• logo nu online
Home Nasional Warta Sejarah Khutbah Taushiyah Kuluwung Ubudiyah Daerah Keislaman Syariah Obituari Risalah Doa Tokoh Tauhid Profil Hikmah Opini Wawancara PWNU Ngalogat Ekonomi Lainnya
Sabtu, 27 April 2024

Ngalogat

KOLOM KANG IQBAL

Akar-Akar Konflik Israel-Palestina

Akar-Akar Konflik Israel-Palestina
Konflik Israel Palestina (Ilustrasi: AM)
Konflik Israel Palestina (Ilustrasi: AM)

Hampir 3000 orang tewas dan lebih dari 10.000 orang terluka dari pihak Palestina dan Israel dalam perang Israel-Hamas dalam seminggu ini. Kementerian Kesehatan Palestina melaporkan sekitar 1500 orang Palestina meninggal dunia dan lebih dari 7000 orang mengalami luka-luka. Pihak Israel menyebutkan sekitar 1300 orang Israel tewas dan sekitar 3400 orang terluka (cnnindonesia.com, 13 Oktober 2023). 


Tentu ini tragedi kemanusiaan yang sangat menyedihkan dan tidak bisa dibiarkan akibat konflik Israel-Palestina yang berkepanjangan sejak didirikannya negara Israel pada 1948. Apa sebenarnya akar konflik Israel-Palestina ini?
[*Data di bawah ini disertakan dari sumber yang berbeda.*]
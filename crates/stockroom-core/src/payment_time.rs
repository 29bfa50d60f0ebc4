//! # Payment Dates
//!
//! Payment dates arrive in whatever format the operator typed. Accepted:
//!
//! | Layout                | Example               |
//! |-----------------------|-----------------------|
//! | `YYYY-MM-DD HH:MM:SS` | `2024-03-01 14:30:00` |
//! | `YYYY-MM-DDTHH:MM:SS` | `2024-03-01T14:30:00` |
//! | `YYYY-MM-DDTHH:MM`    | `2024-03-01T14:30`    |
//! | `YYYY-MM-DD`          | `2024-03-01`          |
//! | `DD-MM-YYYY HH:MM:SS` | `01-03-2024 14:30:00` |
//! | `DD-MM-YYYY`          | `01-03-2024`          |
//!
//! Times are UTC. Blank input means "now", which the caller supplies so
//! this module stays free of clock reads.

use chrono::{DateTime, NaiveDate, NaiveDateTime, NaiveTime, Utc};

use crate::error::ValidationError;
use crate::validation::ValidationResult;

const DATE_TIME_LAYOUTS: &[&str] = &[
    "%Y-%m-%d %H:%M:%S",
    "%Y-%m-%dT%H:%M:%S",
    "%Y-%m-%dT%H:%M",
    "%d-%m-%Y %H:%M:%S",
];

const DATE_LAYOUTS: &[&str] = &["%Y-%m-%d", "%d-%m-%Y"];

/// A parsed date, remembering whether a time of day was given.
#[derive(Debug, Clone, Copy, PartialEq, Eq)]
enum Parsed {
    DateTime(NaiveDateTime),
    Date(NaiveDate),
}

fn parse(raw: &str) -> Option<Parsed> {
    let value = raw.trim();

    DATE_TIME_LAYOUTS
        .iter()
        .find_map(|layout| NaiveDateTime::parse_from_str(value, layout).ok())
        .map(Parsed::DateTime)
        .or_else(|| {
            DATE_LAYOUTS
                .iter()
                .find_map(|layout| NaiveDate::parse_from_str(value, layout).ok())
                .map(Parsed::Date)
        })
}

fn invalid(field: &str, raw: &str) -> ValidationError {
    ValidationError::InvalidFormat {
        field: field.to_string(),
        reason: format!("unsupported date format: {:?}", raw),
    }
}

/// Parses a payment date; blank input yields `now`. Date-only input is
/// midnight.
///
/// ## Example
/// ```rust
/// use chrono::{TimeZone, Utc};
/// use stockroom_core::payment_time::parse_payment_date;
///
/// let now = Utc.with_ymd_and_hms(2024, 1, 1, 0, 0, 0).unwrap();
/// let parsed = parse_payment_date("01-03-2024 14:30:00", now).unwrap();
/// assert_eq!(parsed, Utc.with_ymd_and_hms(2024, 3, 1, 14, 30, 0).unwrap());
/// assert_eq!(parse_payment_date("  ", now).unwrap(), now);
/// ```
pub fn parse_payment_date(raw: &str, now: DateTime<Utc>) -> ValidationResult<DateTime<Utc>> {
    if raw.trim().is_empty() {
        return Ok(now);
    }

    match parse(raw) {
        Some(Parsed::DateTime(dt)) => Ok(dt.and_utc()),
        Some(Parsed::Date(d)) => Ok(d.and_time(NaiveTime::MIN).and_utc()),
        None => Err(invalid("date", raw)),
    }
}

/// Inclusive bounds for a payment listing.
#[derive(Debug, Clone, Copy, Default, PartialEq, Eq)]
pub struct DateRange {
    pub from: Option<DateTime<Utc>>,
    pub to: Option<DateTime<Utc>>,
}

/// Builds filter bounds. A date-only `from` starts at 00:00:00, a date-only
/// `to` ends at 23:59:59. Blank bounds are open.
pub fn date_range(from: Option<&str>, to: Option<&str>) -> ValidationResult<DateRange> {
    let bound = |raw: Option<&str>, field: &str, end_of_day: bool| -> ValidationResult<_> {
        let Some(raw) = raw.filter(|r| !r.trim().is_empty()) else {
            return Ok(None);
        };
        let time = if end_of_day {
            NaiveTime::from_hms_opt(23, 59, 59).unwrap_or(NaiveTime::MIN)
        } else {
            NaiveTime::MIN
        };
        match parse(raw) {
            Some(Parsed::DateTime(dt)) => Ok(Some(dt.and_utc())),
            Some(Parsed::Date(d)) => Ok(Some(d.and_time(time).and_utc())),
            None => Err(invalid(field, raw)),
        }
    };

    Ok(DateRange {
        from: bound(from, "dateFrom", false)?,
        to: bound(to, "dateTo", true)?,
    })
}
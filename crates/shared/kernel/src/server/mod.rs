//! HTTP plumbing shared by the feature routers.

pub mod error;
mod health;
pub mod router;
pub mod state;
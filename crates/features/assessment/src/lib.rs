//! Crop-stress assessment slice.
//!
//! Wires the [`gateway::ModelGateway`] (lazily loaded classifier), the
//! [`estimator::StressEstimator`] (model first, closed-form fallback second, ward
//! multiplier last) and the [`insurance`] advisor behind `/api/assessments` and `/api/model`.

mod error;
pub mod estimator;
pub mod gateway;
#[cfg(feature = "server")]
mod handlers;
pub mod insurance;
pub mod model;

pub use crate::error::{AssessmentError, AssessmentErrorExt};

use crate::estimator::StressEstimator;
use crate::gateway::ModelGateway;
use agrisk_kernel::domain::config::DashboardConfig;
use agrisk_kernel::domain::registry::InitializedSlice;
use agrisk_kernel::domain::ward::WardRegistry;
use std::sync::Arc;

/// Assessment feature state
#[agrisk_derive::feature_slice]
pub struct Assessment {
    pub registry: Arc<WardRegistry>,
    pub estimator: StressEstimator,
}

/// Initialize the assessment feature and load the stress model.
///
/// # Errors
/// Returns an error when `model.path` is set but empty.
pub fn init(
    config: &DashboardConfig,
    registry: Arc<WardRegistry>,
) -> Result<InitializedSlice, AssessmentError> {
    if config.model.path.as_ref().is_some_and(|path| path.as_os_str().is_empty()) {
        return Err(AssessmentError::Config { message: "model.path is empty".into(), context: None });
    }

    let gateway = Arc::new(ModelGateway::new(config.model.path.clone()));
    let model_loaded = gateway.warm_up();
    let estimator = StressEstimator::new(gateway, config.assessment.clamp_probability);

    tracing::info!(
        model_loaded,
        clamp_probability = config.assessment.clamp_probability,
        "Assessment slice initialized"
    );

    Ok(InitializedSlice::new(Assessment::new(AssessmentInner { registry, estimator })))
}

#[cfg(feature = "server")]
pub use handlers::router;
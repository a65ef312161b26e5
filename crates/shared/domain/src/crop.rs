//! Static sweet potato agronomy shown alongside the ward data.

use serde::Serialize;

#[derive(Debug, Clone, PartialEq, Eq, Serialize)]
#[serde(rename_all = "camelCase")]
pub struct CropProfile {
    pub crop: &'static str,
    pub optimal_temperature: &'static str,
    pub optimal_soil_temperature: &'static str,
    pub rainfall_need: &'static str,
    pub growing_period: &'static str,
    pub drought_tolerance: &'static str,
    pub waterlogging_sensitivity: &'static str,
    pub critical_stages: &'static [&'static str],
    pub major_pests: &'static [&'static str],
    pub major_diseases: &'static [&'static str],
}

pub const SWEET_POTATO: CropProfile = CropProfile {
    crop: crate::constants::CROP,
    optimal_temperature: "20-30°C",
    optimal_soil_temperature: "18-25°C",
    rainfall_need: "750-1000mm",
    growing_period: "3-6 months",
    drought_tolerance: "Medium-High",
    waterlogging_sensitivity: "High",
    critical_stages: &["Vine establishment", "Tuber initiation", "Tuber bulking"],
    major_pests: &["Sweet potato weevil", "Virus complexes", "Rodents"],
    major_diseases: &["Alternaria leaf spot", "Fusarium wilt", "Root rot"],
};

/// Growing considerations for the sub-county.
pub const FIELD_NOTES: &[&str] = &[
    "Sweet potatoes prefer well-drained soils",
    "Sensitive to waterlogging",
    "Major pest: Sweet potato weevil",
    "Critical period: Tuber bulking (needs consistent moisture)",
    "Harvest before heavy rains to avoid rotting",
];

/// One-line characterisation per ward, in display order.
pub const WARD_CHARACTERISTICS: &[(&str, &str)] = &[
    ("Mang'u Ward", "Highest risk, driest area"),
    ("Chania Ward", "Best market access"),
    ("Githobokoni Ward", "Good soils, frost risk"),
    ("Gituamba Ward", "Highest yields, urban pressure"),
];

#[cfg(test)]
mod tests {
    use super::*;
    use crate::ward::WardRegistry;

    #[test]
    fn characteristics_cover_the_catalogue() {
        let registry = WardRegistry::gatundu_north();
        assert_eq!(WARD_CHARACTERISTICS.len(), registry.len());
        for (ward, _) in WARD_CHARACTERISTICS {
            assert!(registry.get(ward).is_some(), "{ward} missing from the catalogue");
        }
    }
}
#![cfg(feature = "server")]

use agrisk_kernel::server::router::system_router;
use axum::body::Body;
use axum::http::{Request, StatusCode, header};
use tower::ServiceExt;

#[tokio::test]
async fn health_reports_up() {
    let (router, api) = system_router::<()>().split_for_parts();
    assert!(api.paths.paths.contains_key("/health"));

    let response = router
        .oneshot(Request::builder().uri("/health").body(Body::empty()).unwrap())
        .await
        .unwrap();

    assert_eq!(response.status(), StatusCode::OK);
    assert_eq!(
        response.headers().get(header::CACHE_CONTROL).unwrap(),
        "no-store, no-cache, must-revalidate"
    );

    let bytes = axum::body::to_bytes(response.into_body(), usize::MAX).await.unwrap();
    let body: serde_json::Value = serde_json::from_slice(&bytes).unwrap();
    assert_eq!(body["status"], "up");
    assert_eq!(body["version"], env!("CARGO_PKG_VERSION"));
}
Konflik Israel-Palestina adalah salah satu konflik paling berkepanjangan dan paling kompleks di dunia modern. Ini memiliki akar sejarah yang mendalam lebih dari satu abad dan terus mempengaruhi kehidupan jutaan orang di Timur Tengah. Untuk memahami ketegangan dan kekerasan yang sedang berlangsung di wilayah ini, kita harus melihat lebih dalam kepada faktor-faktor sejarah, politik, dan budaya yang telah berkontribusi pada konflik Israel-Palestina. 


Akar Historis
Akar konflik Israel-Palestina dapat ditelusuri kembali ke akhir abad ke-19 dan awal abad ke-20 ketika gerakan Zionisme, yang berusaha untuk membangun tanah air Yahudi, mulai mendapatkan momentum. Pamphlet The Jewish State yang ditulis oleh Theodor Herzl (1860-1904), seorang Yahudi Austria-Hungaria, sering dilihat sebagai dokumen dasar Zionisme politik modern. Tujuan gerakan ini adalah untuk membangun tanah air Yahudi di Palestina, yang pada saat itu merupakan bagian dari Kekaisaran Ottoman.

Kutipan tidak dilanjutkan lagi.